Diharapkan, setiap jenak yang berlalu, dari hitungan detik, menit, hari, dan pekan dalam bulan Ramadhan dipenuhi keberkahan dan kemuliaan serta tidak berlalu dengan sia sia.

Dengan pemahaman di atas, ternyata tak mudah merealisasikan harapan tersebut. Ada saja gangguan dan godaan dari nafsu, meski sebelumnya dinyatakan bahwa setan telah dibelenggu sepanjang bulan Ramadhan.

Tanpa sadar, tetap saja ada waktu yang berlalu tanpa makna. Mulai dari dikarenakan hal sepele hingga kesibukan dunia yang memang harus dijalani.

Tak jarang seorang Muslim menghabiskan waktu berjam-jam bersama kawannya hanya untuk obrolan tanpa juntrung yang jelas. Ada yang cuma nongkrong, ngabuburit, main game online, hingga chatting dan aktifitas media sosial lainnya.

Atau seorang remaja Muslimah yang asyik berdandan dan mengurusi pakaian. Melipat baju yang hanya 5 lembar, ternyata sampai menghabiskan waktu 1 jam, misalnya.

Belum lagi serbuan nafsu makan dengan jajanan kuliner yang begitu menggoda sepanjang jalan.
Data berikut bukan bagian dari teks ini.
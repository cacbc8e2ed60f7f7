//! Build configuration.
//!
//! Everything the pipeline needs from the environment is read once, here, into
//! a [`BuildConfiguration`]. Later stages take the configuration by reference
//! and never consult the process environment themselves.

use std::path::{Path, PathBuf};

use crate::core::Platform;

/// Enables the container image build on Linux.
pub const ENV_BUILD_CONTAINER: &str = "BUILD_NODE_CONTAINER";

/// Enables the `configure` step on macOS.
pub const ENV_CONFIGURE: &str = "CONFIGURE_NODE";

/// Overrides the base URL the driver is downloaded from.
pub const ENV_DRIVER_URL: &str = "NODE_BUILD_DRIVER_URL";

/// Selects the download tool (`wget` or `http`).
pub const ENV_DOWNLOADER: &str = "NODE_BUILD_DOWNLOADER";

/// Default location of the record/replay drivers.
pub const DEFAULT_DRIVER_BASE_URL: &str = "https://replay.io/downloads";

/// How the driver artifact is fetched.
#[derive(Debug, Clone, Copy, PartialEq, Eq, Default)]
pub enum DownloadTool {
    /// Shell out to `wget`.
    #[default]
    Wget,
    /// Fetch in-process over HTTP.
    Http,
}

impl std::str::FromStr for DownloadTool {
    type Err = String;

    fn from_str(s: &str) -> Result<Self, Self::Err> {
        match s.to_lowercase().as_str() {
            "wget" => Ok(DownloadTool::Wget),
            "http" => Ok(DownloadTool::Http),
            _ => Err(format!(
                "invalid downloader '{}'; expected 'wget' or 'http'",
                s
            )),
        }
    }
}

/// Read-only settings for a single build run.
#[derive(Debug, Clone, PartialEq, Eq)]
pub struct BuildConfiguration {
    /// Host platform
    pub platform: Platform,

    /// Root of the Node source tree
    pub project_root: PathBuf,

    /// Directory the driver is downloaded into
    pub work_dir: PathBuf,

    /// Build the container image before running the containerized build
    pub run_container_build: bool,

    /// Run `configure` before `make`
    pub run_configure_step: bool,

    /// Parallel job count handed to `make`
    pub jobs: usize,

    /// Base URL for driver downloads (no trailing slash)
    pub driver_base_url: String,

    /// Tool used to fetch the driver
    pub download_tool: DownloadTool,
}

impl BuildConfiguration {
    /// Create a configuration with every optional step disabled.
    pub fn new(platform: Platform, project_root: impl Into<PathBuf>) -> Self {
        let project_root = project_root.into();
        BuildConfiguration {
            platform,
            work_dir: project_root.clone(),
            project_root,
            run_container_build: false,
            run_configure_step: false,
            jobs: num_cpus::get(),
            driver_base_url: DEFAULT_DRIVER_BASE_URL.to_string(),
            download_tool: DownloadTool::default(),
        }
    }

    /// Build the configuration from an arbitrary variable lookup.
    pub fn from_lookup<F>(
        platform: Platform,
        project_root: impl Into<PathBuf>,
        work_dir: impl Into<PathBuf>,
        lookup: F,
    ) -> Self
    where
        F: Fn(&str) -> Option<String>,
    {
        let mut config = Self::new(platform, project_root).with_work_dir(work_dir);

        config.run_container_build = is_truthy(lookup(ENV_BUILD_CONTAINER));
        config.run_configure_step = is_truthy(lookup(ENV_CONFIGURE));

        if let Some(url) = lookup(ENV_DRIVER_URL).filter(|u| !u.is_empty()) {
            config.driver_base_url = url.trim_end_matches('/').to_string();
        }

        if let Some(tool) = lookup(ENV_DOWNLOADER).filter(|t| !t.is_empty()) {
            config.download_tool = tool.parse().unwrap_or_else(|e: String| {
                tracing::warn!("{}; using wget", e);
                DownloadTool::Wget
            });
        }

        tracing::debug!(?config, "build configuration");
        config
    }

    /// Override the download directory.
    pub fn with_work_dir(mut self, work_dir: impl Into<PathBuf>) -> Self {
        self.work_dir = work_dir.into();
        self
    }

    /// Override the parallel job count.
    pub fn with_jobs(mut self, jobs: usize) -> Self {
        self.jobs = jobs;
        self
    }

    /// Path of a file relative to the project root.
    pub fn project_path(&self, relative: impl AsRef<Path>) -> PathBuf {
        self.project_root.join(relative)
    }
}

/// A flag counts as set when the variable exists and is non-empty.
fn is_truthy(value: Option<String>) -> bool {
    value.is_some_and(|v| !v.is_empty())
}

#[cfg(test)]
mod tests {
    use std::collections::HashMap;

    use super::*;

    fn lookup_from(vars: &[(&str, &str)]) -> impl Fn(&str) -> Option<String> {
        let map: HashMap<String, String> = vars
            .iter()
            .map(|(k, v)| (k.to_string(), v.to_string()))
            .collect();
        move |key| map.get(key).cloned()
    }

    #[test]
    fn test_defaults_without_env() {
        let config =
            BuildConfiguration::from_lookup(Platform::Linux, "/node", "/work", lookup_from(&[]));

        assert!(!config.run_container_build);
        assert!(!config.run_configure_step);
        assert_eq!(config.project_root, PathBuf::from("/node"));
        assert_eq!(config.work_dir, PathBuf::from("/work"));
        assert_eq!(config.driver_base_url, DEFAULT_DRIVER_BASE_URL);
        assert_eq!(config.download_tool, DownloadTool::Wget);
        assert!(config.jobs >= 1);
    }

    #[test]
    fn test_flags_enabled_by_presence() {
        let config = BuildConfiguration::from_lookup(
            Platform::MacOs,
            "/node",
            "/node",
            lookup_from(&[(ENV_BUILD_CONTAINER, "1"), (ENV_CONFIGURE, "yes")]),
        );

        assert!(config.run_container_build);
        assert!(config.run_configure_step);
    }

    #[test]
    fn test_empty_flag_is_unset() {
        let config = BuildConfiguration::from_lookup(
            Platform::Linux,
            "/node",
            "/node",
            lookup_from(&[(ENV_BUILD_CONTAINER, "")]),
        );

        assert!(!config.run_container_build);
    }

    #[test]
    fn test_driver_url_and_downloader_overrides() {
        let config = BuildConfiguration::from_lookup(
            Platform::Linux,
            "/node",
            "/node",
            lookup_from(&[
                (ENV_DRIVER_URL, "http://127.0.0.1:8080/drivers/"),
                (ENV_DOWNLOADER, "HTTP"),
            ]),
        );

        assert_eq!(config.driver_base_url, "http://127.0.0.1:8080/drivers");
        assert_eq!(config.download_tool, DownloadTool::Http);
    }

    #[test]
    fn test_unknown_downloader_falls_back_to_wget() {
        let config = BuildConfiguration::from_lookup(
            Platform::Linux,
            "/node",
            "/node",
            lookup_from(&[(ENV_DOWNLOADER, "curl")]),
        );

        assert_eq!(config.download_tool, DownloadTool::Wget);
    }

    #[test]
    fn test_with_jobs() {
        let config = BuildConfiguration::new(Platform::MacOs, "/node").with_jobs(8);
        assert_eq!(config.jobs, 8);
        assert_eq!(config.project_path("configure"), PathBuf::from("/node/configure"));
    }
}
Bisa dipastikan, jika nafsu makan tersebut tak mampu dikontrol dengan baik, maka semangat ibadah dengan sendirinya turun secara drastis.

Alih-alih bisa bangun di sepertiga malam melaksanakan shalat tahajjud, terkadang mata tersebut tak mampu kompromi untuk mengerjar taget tilawah al-Qur’an dalam sehari.
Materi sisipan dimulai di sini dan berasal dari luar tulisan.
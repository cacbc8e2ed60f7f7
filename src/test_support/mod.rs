//! Test utilities for node-build unit tests.
//!
//! [`RecordingRunner`] stands in for the host when driving the pipelines: it
//! records every command line, returns scripted results, and can leave files
//! behind the way a download tool would.
//!
//! # Example
//!
//! ```rust,ignore
//! let mut runner = RecordingRunner::new();
//! runner.fail_on(CommandPattern::StartsWith("docker build".into()), 1);
//!
//! run_pipeline(&config, &mut runner).unwrap_err();
//! assert_eq!(runner.calls().len(), 1);
//! ```

use std::path::PathBuf;

use crate::core::{BuildError, BuildResult};
use crate::util::process::{CommandRunner, ProcessBuilder};

/// Pattern for matching command lines.
#[derive(Debug, Clone)]
pub enum CommandPattern {
    /// Exact match on full command string.
    Exact(String),
    /// Match if command starts with prefix.
    StartsWith(String),
    /// Match if command contains substring.
    Contains(String),
    /// Match any command.
    Any,
}

impl CommandPattern {
    /// Check if this pattern matches the given command.
    pub fn matches(&self, cmd: &str) -> bool {
        match self {
            CommandPattern::Exact(s) => cmd == s,
            CommandPattern::StartsWith(s) => cmd.starts_with(s),
            CommandPattern::Contains(s) => cmd.contains(s),
            CommandPattern::Any => true,
        }
    }
}

/// Scripted behavior for matching commands.
#[derive(Debug, Clone)]
pub struct CommandExpectation {
    /// Pattern to match against commands.
    pub pattern: CommandPattern,
    /// Exit code to report (0 = success).
    pub exit_code: i32,
    /// File written before exiting, relative to the command's cwd.
    pub writes: Option<(PathBuf, Vec<u8>)>,
}

/// Command runner that records invocations instead of spawning them.
#[derive(Debug, Default)]
pub struct RecordingRunner {
    expectations: Vec<CommandExpectation>,
    calls: Vec<ProcessBuilder>,
}

impl RecordingRunner {
    /// Create a runner where every command succeeds.
    pub fn new() -> Self {
        RecordingRunner::default()
    }

    /// Make commands matching `pattern` exit with `code`.
    pub fn fail_on(&mut self, pattern: CommandPattern, code: i32) -> &mut Self {
        self.expectations.push(CommandExpectation {
            pattern,
            exit_code: code,
            writes: None,
        });
        self
    }

    /// Make commands matching `pattern` create `file` in their cwd, then exit with `code`.
    pub fn write_on(
        &mut self,
        pattern: CommandPattern,
        file: impl Into<PathBuf>,
        contents: impl Into<Vec<u8>>,
        code: i32,
    ) -> &mut Self {
        self.expectations.push(CommandExpectation {
            pattern,
            exit_code: code,
            writes: Some((file.into(), contents.into())),
        });
        self
    }

    /// Recorded invocations, in order.
    pub fn invocations(&self) -> &[ProcessBuilder] {
        &self.calls
    }

    /// Recorded command lines, in order.
    pub fn calls(&self) -> Vec<String> {
        self.calls.iter().map(ProcessBuilder::display_command).collect()
    }
}

impl CommandRunner for RecordingRunner {
    fn run(&mut self, process: &ProcessBuilder) -> BuildResult<()> {
        let command = process.display_command();
        self.calls.push(process.clone());

        let Some(exp) = self
            .expectations
            .iter()
            .find(|exp| exp.pattern.matches(&command))
        else {
            return Ok(());
        };

        if let Some((file, contents)) = &exp.writes {
            let path = match process.get_cwd() {
                Some(cwd) => cwd.join(file),
                None => file.clone(),
            };
            std::fs::write(&path, contents).map_err(|e| BuildError::io(&path, e))?;
        }

        if exp.exit_code != 0 {
            return Err(BuildError::SubprocessFailure {
                command,
                status: Some(exp.exit_code),
                detail: "scripted failure".to_string(),
            });
        }

        Ok(())
    }
}

/// Create a temporary Node checkout with an empty `src/` directory.
///
/// Returns the TempDir handle - dropping it will clean up the directory.
pub fn create_test_project() -> tempfile::TempDir {
    let tmp = tempfile::TempDir::new().expect("failed to create temp dir");
    std::fs::create_dir_all(tmp.path().join("src")).expect("failed to create src dir");
    tmp
}

#[cfg(test)]
mod tests {
    use super::*;

    #[test]
    fn test_records_calls_in_order() {
        let mut runner = RecordingRunner::new();
        runner.run(&ProcessBuilder::new("docker").arg("run")).unwrap();
        runner.run(&ProcessBuilder::new("make").arg("-j2")).unwrap();

        assert_eq!(runner.calls(), vec!["docker run", "make -j2"]);
    }

    #[test]
    fn test_scripted_failure() {
        let mut runner = RecordingRunner::new();
        runner.fail_on(CommandPattern::StartsWith("make".into()), 2);

        let err = runner.run(&ProcessBuilder::new("make")).unwrap_err();
        assert!(matches!(
            err,
            BuildError::SubprocessFailure {
                status: Some(2),
                ..
            }
        ));
    }

    #[test]
    fn test_scripted_file_lands_in_cwd() {
        let tmp = create_test_project();
        let mut runner = RecordingRunner::new();
        runner.write_on(CommandPattern::Any, "out.bin", vec![9u8, 9], 0);

        runner
            .run(&ProcessBuilder::new("wget").cwd(tmp.path()))
            .unwrap();

        assert_eq!(std::fs::read(tmp.path().join("out.bin")).unwrap(), vec![9, 9]);
    }
}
Dalam hal ini, Rasulullah Shallalahu alaihi wasallam (Saw) mengingatkan dalam sabdanya.

رغم أنف رجل دخل عليه رمضان ثم انسلخ قبل أن يغفر له

“Celakalah bagi orang yang mendapati Ramadhan hingga bulan itu berlalu sedang ia belum mendapatkan (jaminan) ampunan dari Allah.”

Disebutkan dalam Kamus Besar Bahasa Indonesia (KBBI), kata celaka artinya mendapatkan kesusahan, kesulitan dan kemalangan.
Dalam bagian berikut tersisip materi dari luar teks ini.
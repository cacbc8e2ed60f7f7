//! node-build CLI - build orchestration for the record/replay Node runtime

use anyhow::{Context, Result};
use clap::Parser;
use tracing_subscriber::EnvFilter;

use node_build::SystemRunner;

mod cli;

use cli::Cli;

fn main() {
    if let Err(e) = run() {
        eprintln!("error: {:#}", e);
        std::process::exit(1);
    }
}

fn run() -> Result<()> {
    // Parse CLI
    let cli = Cli::parse();

    // Set up logging
    let filter = EnvFilter::try_from_default_env().unwrap_or_else(|_| {
        if cli.verbose {
            EnvFilter::new("node_build=debug")
        } else {
            EnvFilter::new("node_build=info")
        }
    });

    tracing_subscriber::fmt()
        .with_env_filter(filter)
        .with_target(false)
        .without_time()
        .with_writer(std::io::stderr)
        .init();

    let cwd = std::env::current_dir().context("failed to get current directory")?;
    let project_root = match cli.project_root {
        Some(root) => root
            .canonicalize()
            .with_context(|| format!("project root {} not found", root.display()))?,
        None => cwd.clone(),
    };

    node_build::run_from_env(project_root, cwd, &mut SystemRunner)?;

    Ok(())
}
Secara logika sederhana, orang yag celaka di bulan Ramadhan akan sulit di Hari Akhirat jika tidak mendapat ampunan di bulan Ramadhan. Nasibnya jadi malang dan disulitkan melalui proses pengadilan di Hari Perhitungan kelak.

Terakhir, sejatinya, self control berupa “imanan” dan “ihtisaban” sudah cukup untuk menjadikan seorang Muslim bersemangat dalam menjalani hari-hari yang diliputi keberkahan berlipat tersebut.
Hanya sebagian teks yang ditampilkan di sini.